Authors: James Webb
Tags: #General, #1961-1975, #Southeast Asia, #War & Military, #War stories, #History, #Military, #Vietnamese Conflict, #Fiction, #Asia, #Literature & Fiction - General, #Historical, #Vietnam War
35
The river was high and swift, cool from recent rain. Goodrich slid clumsily through wet grass down the steep bank, squinting at the wavy line of figures that disappeared in mist and darkness halfway across the water, then stepped carefully into the current. The water filled his boots, coldly shriveled his groin, tickled his armpits. He held his weapon over his head. His cigarettes were in his mouth. Every other part of him and his equipment was soaked. In front of him New Mac stumbled, going underwater briefly, and lunged to catch his helmet as it began to float off his head. He succeeded, but his cigarettes bobbed quickly downstream in their waterproof container. New Mac swore after them.
On the far bank cobwebs of limbs and roots from shattered trees reached through the mist. Goodrich approached them, haunted by their shapes, by the craggy pocks of sand and earth below them, by the very silence that greeted his first step onto the Arizona shore. Where are they? The valley's filled with them, they know we're here. It will only be a moment and then they'll kill us all. None of us knows where the other is except for the ones just in front and behind. Why haven't they hit us? Maybe just beyond this curve, behind that mound.
But there was nothing. Only a forest of devastated trees, its floor so deeply rent that it seemed they walked through sand dunes. For an hour they experienced the moon, following a winding trail. The column was continually halted. Men fell into craters that they did not see. They tripped over trees and lost the man in front of them. The point squad lost the trail once, and had to double back to find it.
Then the trail broke north. To the west, their front, was a ridge that dropped into a wide river of sand. The sand separated Football Island, to the south, from the rest of the Arizona Valley. They dropped down the ridge and walked in the sand, thankful to be out of treelines, away from near ambushes. The sand was loose, like walking on thick, wet sponges. They walked it for two hours, stopping periodically and resting in its openness, some of them now collapsing on it when the column stopped, mindless of the grainy irritants that stuck to all parts of them because they were still wet.
Abruptly, in the middle of the sand, as if by divine command, the column moved north. No landmarks guided it. They reached the ridge again, and climbed back into thicks and stumps and mounds and also hootches this time. They fought a thick treeline that was interlaced with trails and deep trenches, moving through it rather than along it, and finally reached its northern edge. There before them, like a seashore swallowed in its evening fog, was a wide, seemingly endless paddy, blanketed with mist. They took positions along it, making a thin, elliptical perimeter with the back side on a nearby trail, and awaited first light.

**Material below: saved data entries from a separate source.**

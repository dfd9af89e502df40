use axum::{
    extract::State,
    http::StatusCode,
    response::{IntoResponse, Json},
    Extension,
};
use validator::Validate;

use crate::dto::auth_dto::{AuthResponse, LoginPayload, SignUpPayload, UserResponse};
use crate::error::Result;
use crate::middleware::auth::Claims;
use crate::utils::token::issue_token;
use crate::AppState;

#[axum::debug_handler]
pub async fn sign_up(
    State(state): State<AppState>,
    Json(payload): Json<SignUpPayload>,
) -> Result<impl IntoResponse> {
    payload.validate()?;
    let user = state.user_service.sign_up(payload).await?;
    let token = issue_token(user.id, &user.role)?;
    Ok((
        StatusCode::CREATED,
        Json(AuthResponse {
            token,
            user: UserResponse::from(user),
        }),
    ))
}

#[axum::debug_handler]
pub async fn login(
    State(state): State<AppState>,
    Json(payload): Json<LoginPayload>,
) -> Result<impl IntoResponse> {
    payload.validate()?;
    let user = state
        .user_service
        .login(&payload.email, &payload.password)
        .await?;
    let token = issue_token(user.id, &user.role)?;
    Ok(Json(AuthResponse {
        token,
        user: UserResponse::from(user),
    }))
}

/// The caller's current record, with totals as stored right now.
#[axum::debug_handler]
pub async fn me(
    State(state): State<AppState>,
    Extension(claims): Extension<Claims>,
) -> Result<impl IntoResponse> {
    let user_id = claims.user_id()?;
    let user = state.user_service.get_by_id(user_id).await?;
    Ok(Json(UserResponse::from(user)))
}
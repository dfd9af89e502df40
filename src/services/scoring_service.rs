use std::collections::HashMap;

use serde::Serialize;

use crate::models::question::Question;

/// The score record produced when a quiz session finishes.
#[derive(Debug, Clone, PartialEq, Serialize)]
pub struct QuizScore {
    pub correct_answers: i32,
    pub total_questions: i32,
    pub accuracy: f64,
    pub total_points: i32,
    pub time_spent_seconds: i32,
}

pub struct ScoringService;

impl ScoringService {
    /// Scores an ordered question list against the options the user
    /// selected per question index. A question counts as correct when the
    /// selection contains the option *text* at the question's correct
    /// index; two options with identical text are indistinguishable here.
    /// Absent selections count as incorrect.
    pub fn score(
        questions: &[Question],
        selections: &HashMap<usize, Vec<String>>,
        time_spent_seconds: i32,
    ) -> QuizScore {
        let mut correct_count: i32 = 0;

        for (idx, question) in questions.iter().enumerate() {
            let selected = selections.get(&idx).map(Vec::as_slice).unwrap_or(&[]);
            let correct_text = question
                .options
                .get(question.correct_answer as usize)
                .map(String::as_str)
                .unwrap_or("");
            if selected.iter().any(|answer| answer == correct_text) {
                correct_count += 1;
            }
        }

        let total_questions = questions.len() as i32;
        let accuracy = if total_questions > 0 {
            (correct_count as f64 / total_questions as f64) * 100.0
        } else {
            0.0
        };
        let total_points = Self::calculate_points(correct_count, total_questions, time_spent_seconds);

        QuizScore {
            correct_answers: correct_count,
            total_questions,
            accuracy,
            total_points,
            time_spent_seconds,
        }
    }

    /// 10 base points per correct answer, plus a speed bonus: when the
    /// average time per question stays under 30s, each correct answer earns
    /// one extra point per full 6s under the threshold.
    fn calculate_points(correct: i32, total: i32, time_spent_seconds: i32) -> i32 {
        let base_points = correct * 10;

        let avg_time_per_question = if total > 0 {
            time_spent_seconds / total
        } else {
            time_spent_seconds
        };
        let time_bonus = if avg_time_per_question < 30 {
            let bonus = (30 - avg_time_per_question) / 6;
            (bonus * correct).max(0)
        } else {
            0
        };

        base_points + time_bonus
    }
}

#[cfg(test)]
mod tests {
    use super::*;
    use uuid::Uuid;

    fn question(text: &str, options: &[&str], correct: i32) -> Question {
        Question {
            id: Uuid::new_v4(),
            category: "General".to_string(),
            question_text: text.to_string(),
            options: options.iter().map(|s| s.to_string()).collect(),
            correct_answer: correct,
            difficulty: "medium".to_string(),
            points: 10,
        }
    }

    fn select(pairs: &[(usize, &str)]) -> HashMap<usize, Vec<String>> {
        let mut map: HashMap<usize, Vec<String>> = HashMap::new();
        for (idx, answer) in pairs {
            map.entry(*idx).or_default().push(answer.to_string());
        }
        map
    }

    #[test]
    fn four_of_five_in_45_seconds_scores_52_points() {
        let questions = vec![
            question("q1", &["a", "b"], 0),
            question("q2", &["a", "b"], 0),
            question("q3", &["a", "b"], 0),
            question("q4", &["a", "b"], 0),
            question("q5", &["a", "b"], 0),
        ];
        let selections = select(&[(0, "a"), (1, "a"), (2, "a"), (3, "a"), (4, "b")]);

        let score = ScoringService::score(&questions, &selections, 45);

        // avg 9s/question, bonus floor(21/6) = 3 per correct answer
        assert_eq!(score.correct_answers, 4);
        assert_eq!(score.total_points, 52);
        assert_eq!(score.accuracy, 80.0);
        assert_eq!(score.time_spent_seconds, 45);
    }

    #[test]
    fn empty_quiz_scores_zero_without_dividing() {
        let score = ScoringService::score(&[], &HashMap::new(), 45);

        assert_eq!(score.correct_answers, 0);
        assert_eq!(score.total_questions, 0);
        assert_eq!(score.accuracy, 0.0);
        assert_eq!(score.total_points, 0);
    }

    #[test]
    fn no_bonus_at_or_above_30s_per_question() {
        let questions = vec![question("q1", &["a", "b"], 0), question("q2", &["a", "b"], 0)];
        let selections = select(&[(0, "a"), (1, "a")]);

        let score = ScoringService::score(&questions, &selections, 60);

        assert_eq!(score.total_points, 20);
    }

    #[test]
    fn bonus_is_never_negative_and_correct_count_is_bounded() {
        let questions = vec![question("q1", &["a", "b"], 0)];
        let score = ScoringService::score(&questions, &select(&[(0, "a")]), 10_000);
        assert_eq!(score.total_points, 10);

        let score = ScoringService::score(&questions, &HashMap::new(), 1);
        assert!(score.correct_answers >= 0 && score.correct_answers <= 1);
        assert_eq!(score.total_points, 0);
    }

    #[test]
    fn absent_selections_count_as_incorrect() {
        let questions = vec![question("q1", &["a", "b"], 1), question("q2", &["a", "b"], 0)];
        let selections = select(&[(1, "a")]);

        let score = ScoringService::score(&questions, &selections, 200);

        assert_eq!(score.correct_answers, 1);
        assert_eq!(score.accuracy, 50.0);
    }

    // Correctness is judged by option text, not index: selecting the
    // duplicate of the correct option's text is accepted even though a
    // different index was picked. Pinned on purpose; do not "fix" without
    // changing the selection model.
    #[test]
    fn duplicate_option_text_matches_against_the_wrong_index() {
        let questions = vec![question("q1", &["same", "same", "other"], 0)];
        // The client reports the text of option 1, not option 0.
        let selections = select(&[(0, "same")]);

        let score = ScoringService::score(&questions, &selections, 10);

        assert_eq!(score.correct_answers, 1);
    }

    #[test]
    fn out_of_range_correct_index_never_matches_a_real_selection() {
        let questions = vec![question("q1", &["a", "b"], 7)];
        let selections = select(&[(0, "a")]);

        let score = ScoringService::score(&questions, &selections, 10);

        assert_eq!(score.correct_answers, 0);
    }
}
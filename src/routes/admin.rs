use axum::{
    extract::{Path, State},
    http::StatusCode,
    response::{IntoResponse, Json},
};
use validator::Validate;

use crate::dto::quiz_dto::{
    CreateQuizPayload, QuizListResponse, QuizSummaryResponse, SeedResponse,
};
use crate::error::Result;
use crate::AppState;

#[utoipa::path(
    get,
    path = "/api/admin/quizzes",
    responses(
        (status = 200, description = "Every quiz with its question count", body = Json<QuizListResponse>)
    )
)]
#[axum::debug_handler]
pub async fn list_quizzes(State(state): State<AppState>) -> Result<impl IntoResponse> {
    let quizzes = state.question_service.list_quizzes().await?;
    Ok(Json(QuizListResponse {
        items: quizzes.into_iter().map(QuizSummaryResponse::from).collect(),
    }))
}

#[utoipa::path(
    post,
    path = "/api/admin/quizzes",
    request_body = CreateQuizPayload,
    responses(
        (status = 201, description = "Quiz created or replaced", body = Json<QuizSummaryResponse>),
        (status = 400, description = "Invalid payload")
    )
)]
#[axum::debug_handler]
pub async fn save_quiz(
    State(state): State<AppState>,
    Json(payload): Json<CreateQuizPayload>,
) -> Result<impl IntoResponse> {
    payload.validate()?;
    let summary = state.question_service.save_quiz(payload).await?;
    Ok((StatusCode::CREATED, Json(QuizSummaryResponse::from(summary))))
}

#[utoipa::path(
    delete,
    path = "/api/admin/quizzes/{id}",
    params(
        ("id" = String, Path, description = "Normalized quiz category id")
    ),
    responses(
        (status = 204, description = "Quiz deleted"),
        (status = 404, description = "Quiz not found")
    )
)]
#[axum::debug_handler]
pub async fn delete_quiz(
    State(state): State<AppState>,
    Path(id): Path<String>,
) -> Result<impl IntoResponse> {
    state.question_service.delete_quiz(&id).await?;
    Ok(StatusCode::NO_CONTENT)
}

#[utoipa::path(
    post,
    path = "/api/admin/seed",
    responses(
        (status = 200, description = "Built-in quizzes inserted, or nothing when questions already exist", body = Json<SeedResponse>)
    )
)]
#[axum::debug_handler]
pub async fn seed(State(state): State<AppState>) -> Result<impl IntoResponse> {
    let inserted = state.question_service.seed_sample_questions().await?;
    Ok(Json(SeedResponse { inserted }))
}
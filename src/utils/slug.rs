/// Normalizes a category display name into a storage-path-safe identifier:
/// lowercase, spaces to underscores, everything outside `[a-z0-9_]`
/// stripped. Lossy and non-invertible; distinct names can collide.
pub fn normalize_category_id(name: &str) -> String {
    name.to_lowercase()
        .replace(' ', "_")
        .chars()
        .filter(|c| c.is_ascii_lowercase() || c.is_ascii_digit() || *c == '_')
        .collect()
}

/// Best-effort inverse used for display when only the identifier is at
/// hand: underscores back to spaces, each word capitalized.
pub fn humanize_category_id(id: &str) -> String {
    id.split('_')
        .filter(|word| !word.is_empty())
        .map(|word| {
            let mut chars = word.chars();
            match chars.next() {
                Some(first) => first.to_uppercase().collect::<String>() + chars.as_str(),
                None => String::new(),
            }
        })
        .collect::<Vec<_>>()
        .join(" ")
}

#[cfg(test)]
mod tests {
    use super::*;

    #[test]
    fn normalizes_accented_display_names() {
        assert_eq!(
            normalize_category_id("Conhecimentos Gerais"),
            "conhecimentos_gerais"
        );
    }

    #[test]
    fn strips_everything_outside_the_safe_alphabet() {
        assert_eq!(normalize_category_id("C++!!"), "c");
        assert_eq!(normalize_category_id("História do Brasil"), "histria_do_brasil");
    }

    #[test]
    fn normalization_is_idempotent() {
        let once = normalize_category_id("Quiz Brasil 2024!");
        assert_eq!(normalize_category_id(&once), once);
    }

    #[test]
    fn distinct_names_can_collide() {
        assert_eq!(
            normalize_category_id("C++"),
            normalize_category_id("C##")
        );
    }

    #[test]
    fn humanize_round_trips_simple_ids() {
        assert_eq!(humanize_category_id("quiz_brasil"), "Quiz Brasil");
        assert_eq!(humanize_category_id("science"), "Science");
    }
}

HODGES lay dozing in the mud of a bomb crater, supposedly on radio watch. The radio was an uncommunicative hiss against his ear. Mosquitoes hovered and swarmed lazily around his face, whole flocks of them in motion after the drenching rains. Ten yards away a group of rats played on the porch of an abandoned hootch. Across the crater, Sergeant Sadler snored, occasionally slapping a mosquito or slumbering against the crater's mud. There were slaps and mutterings in all directions, punctuated by exhausted groans. Just through the trees was the black and silver gloom of paddy.
Then the booms began. The crunch and whump of artillery digging out some distant earth, round after round, a dense bombardment, like rolls of thunder and deep drum crescendos. Ten minutes. Fifteen. The ground vibrated gently. Hodges was fully awake now. He crawled from the crater and made his way to the edge of the tree-line, watching. Two miles away flashes that resembled storm clouds lit the mist.
As the prep fire continued the black lid of sky lifted, allowing an eastern gush of blue. The awakening fields now creaked and moaned. Tanks. Then, from where the tanks creaked, there came other new sounds: machine guns rattled doggedly, rhythmically, steadily.
The sweep was on.
The sky lit and the mist began to lift and the fields were lush, rain-soaked, and green. Hodges peered along the tree-line and could see the other Marines of the company set in at its edge, watching also. They lay in the mist and weeds, faceless in their distance, and it struck him that he was watching a timeless vision: the taut stillness of a hundred men frozen by their individual fears. This part of it, at least, was eternal. They could have been anywhere—in a jungle clearing on Saipan, a quarter-century before. In the sweet spring grass at Shiloh. No matter. These were his people, passed down by time to fill a warrior's conduit, and this was where he belonged. He dreaded what the rumbling tanks, the sputters of machine guns would bring, but at the same time the very prospect energized him with awe and determination.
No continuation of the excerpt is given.